Hand Hygiene and Bare-Hand Contact

  1. Watch the 20-second handwash at the hand sink
    • Hot water (100°F minimum), soap, 20-second scrub including under nails and between fingers, paper towel dry. Watch the first wash of the shift in person — most violations come from a 5-second rinse-and-go at the prep sink instead of the dedicated hand sink.

  2. Stock gloves and tongs at each station
    • Pull a fresh box of nitrile gloves in the right size for the cook on each station. Confirm tongs, deli paper, and single-use scoops are within arm's reach so there is no excuse for bare-hand contact with ready-to-eat food.

  3. Confirm the no-bare-hand-contact rule for ready-to-eat foods
    • Code 3-301.11(B): no bare-hand contact with ready-to-eat foods.

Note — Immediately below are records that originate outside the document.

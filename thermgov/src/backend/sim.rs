//! Simulated hardware.
//!
//! All simulated devices share one [`SimHandle`], so a test can script the
//! sensor and inspect what the governor did to the CPU policy.

use std::collections::VecDeque;
use std::sync::Arc;

use async_trait::async_trait;
use parking_lot::Mutex;

use super::Backend;
use crate::thermal::{CpuPolicy, GatewayError, PowerControl, TemperatureSensor};

const DEFAULT_FREQUENCIES_KHZ: &[u32] = &[
    300_000, 422_400, 652_800, 729_600, 883_200, 960_000, 1_036_800, 1_190_400, 1_267_200,
    1_497_600, 1_574_400, 1_728_000, 1_958_400, 2_265_600,
];

const DEFAULT_TEMPERATURE_C: i32 = 35;

#[derive(Debug)]
struct SimState {
    temperature_c: i32,
    /// Readings consumed before falling back to `temperature_c`; `None`
    /// entries simulate read failures.
    scripted: VecDeque<Option<i32>>,
    ceilings_khz: Vec<u32>,
    online: Vec<bool>,
    frequencies_khz: Vec<u32>,
    policy_available: bool,
    ceiling_writes: Vec<(usize, u32)>,
    shutdown_requests: Vec<String>,
}

#[derive(Debug, Clone)]
pub struct SimHandle {
    state: Arc<Mutex<SimState>>,
}

impl SimHandle {
    /// Simulated SoC with `cores` cores, all online at the highest
    /// frequency.
    pub fn new(cores: usize) -> Self {
        let max = DEFAULT_FREQUENCIES_KHZ[DEFAULT_FREQUENCIES_KHZ.len() - 1];
        Self {
            state: Arc::new(Mutex::new(SimState {
                temperature_c: DEFAULT_TEMPERATURE_C,
                scripted: VecDeque::new(),
                ceilings_khz: vec![max; cores],
                online: vec![true; cores],
                frequencies_khz: DEFAULT_FREQUENCIES_KHZ.to_vec(),
                policy_available: true,
                ceiling_writes: Vec::new(),
                shutdown_requests: Vec::new(),
            })),
        }
    }

    pub fn backend(&self) -> Backend {
        Backend {
            sensor: Box::new(SimSensor(self.clone())),
            policy: Box::new(SimPolicy(self.clone())),
            power: Box::new(SimPower(self.clone())),
        }
    }

    pub fn set_temperature(&self, temperature_c: i32) {
        self.state.lock().temperature_c = temperature_c;
    }

    /// Queue readings for upcoming polls. `None` makes that read fail.
    pub fn script<I: IntoIterator<Item = Option<i32>>>(&self, readings: I) {
        self.state.lock().scripted.extend(readings);
    }

    pub fn set_frequencies(&self, frequencies_khz: Vec<u32>) {
        self.state.lock().frequencies_khz = frequencies_khz;
    }

    pub fn set_policy_available(&self, available: bool) {
        self.state.lock().policy_available = available;
    }

    /// Rewrite the ceiling of every core, as a user or another daemon would.
    pub fn set_ceiling_externally(&self, khz: u32) {
        let mut state = self.state.lock();
        state.ceilings_khz.iter_mut().for_each(|c| *c = khz);
    }

    pub fn set_online(&self, core: usize, online: bool) {
        self.state.lock().online[core] = online;
    }

    pub fn ceiling(&self, core: usize) -> u32 {
        self.state.lock().ceilings_khz[core]
    }

    pub fn is_online(&self, core: usize) -> bool {
        self.state.lock().online[core]
    }

    /// Every successful `(core, khz)` ceiling write so far.
    pub fn ceiling_writes(&self) -> Vec<(usize, u32)> {
        self.state.lock().ceiling_writes.clone()
    }

    pub fn shutdown_requests(&self) -> usize {
        self.state.lock().shutdown_requests.len()
    }
}

struct SimSensor(SimHandle);

#[async_trait]
impl TemperatureSensor for SimSensor {
    async fn read_temperature(&mut self, sensor_id: u32) -> Result<i32, GatewayError> {
        let mut state = self.0.state.lock();
        match state.scripted.pop_front() {
            Some(Some(temperature_c)) => Ok(temperature_c),
            Some(None) => Err(GatewayError::Sensor {
                sensor_id,
                reason: "simulated read failure".into(),
            }),
            None => Ok(state.temperature_c),
        }
    }
}

struct SimPolicy(SimHandle);

impl SimPolicy {
    fn check_core(state: &SimState, core: usize) -> Result<(), GatewayError> {
        if !state.policy_available {
            return Err(GatewayError::PolicyUnavailable {
                core,
                reason: "simulated policy outage".into(),
            });
        }
        match state.online.get(core) {
            Some(true) => Ok(()),
            Some(false) => Err(GatewayError::PolicyUnavailable {
                core,
                reason: "core is offline".into(),
            }),
            None => Err(GatewayError::PolicyUnavailable {
                core,
                reason: "no such core".into(),
            }),
        }
    }
}

#[async_trait]
impl CpuPolicy for SimPolicy {
    fn core_count(&self) -> usize {
        self.0.state.lock().online.len()
    }

    async fn ceiling(&mut self, core: usize) -> Result<u32, GatewayError> {
        let state = self.0.state.lock();
        Self::check_core(&state, core)?;
        Ok(state.ceilings_khz[core])
    }

    async fn set_ceiling(&mut self, core: usize, khz: u32) -> Result<(), GatewayError> {
        let mut state = self.0.state.lock();
        Self::check_core(&state, core).map_err(|e| GatewayError::SetCeiling {
            core,
            khz,
            reason: e.to_string(),
        })?;
        state.ceilings_khz[core] = khz;
        state.ceiling_writes.push((core, khz));
        Ok(())
    }

    async fn is_online(&mut self, core: usize) -> Result<bool, GatewayError> {
        let state = self.0.state.lock();
        state
            .online
            .get(core)
            .copied()
            .ok_or_else(|| GatewayError::Online {
                core,
                reason: "no such core".into(),
            })
    }

    async fn bring_online(&mut self, core: usize) -> Result<(), GatewayError> {
        let mut state = self.0.state.lock();
        match state.online.get_mut(core) {
            Some(online) => {
                *online = true;
                Ok(())
            }
            None => Err(GatewayError::Online {
                core,
                reason: "no such core".into(),
            }),
        }
    }

    async fn frequencies(&mut self, core: usize) -> Result<Vec<u32>, GatewayError> {
        let state = self.0.state.lock();
        Self::check_core(&state, core)?;
        Ok(state.frequencies_khz.clone())
    }
}

struct SimPower(SimHandle);

#[async_trait]
impl PowerControl for SimPower {
    async fn request_shutdown(&mut self, reason: &str) -> Result<(), GatewayError> {
        self.0.state.lock().shutdown_requests.push(reason.to_string());
        Ok(())
    }
}

#[cfg(test)]
mod tests {
    use super::*;

    #[tokio::test]
    async fn should_replay_script_then_hold_temperature() {
        let sim = SimHandle::new(1);
        sim.set_temperature(42);
        sim.script([Some(50), None]);
        let mut backend = sim.backend();

        assert_eq!(backend.sensor.read_temperature(0).await.unwrap(), 50);
        assert!(backend.sensor.read_temperature(0).await.is_err());
        assert_eq!(backend.sensor.read_temperature(0).await.unwrap(), 42);
    }

    #[tokio::test]
    async fn should_refuse_policy_access_to_offline_core() {
        let sim = SimHandle::new(2);
        sim.set_online(1, false);
        let mut backend = sim.backend();

        assert!(backend.policy.ceiling(1).await.is_err());
        assert!(backend.policy.set_ceiling(1, 960_000).await.is_err());
        assert!(sim.ceiling_writes().is_empty());
    }
}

Salads, garnishes, sandwich builds, plated proteins after the cook step, bread service. Gloves changed between tasks and after every break, every cough, every phone touch.

6

Personal Cleanliness and PPE

  1. Inspect hair restraint and clean apron
    • Hair tied back, hat or hairnet on, beard guard for facial hair longer than stubble. Apron clean at start of shift; soiled aprons swapped at the dish pit, not worn over to the line.

  2. Check jewelry and fingernail policy compliance
    • Code 2-303.11: no jewelry on hands or arms except a plain band. No false nails, no chipped polish, nails trimmed. Watches off — they trap moisture and skin cells under the band.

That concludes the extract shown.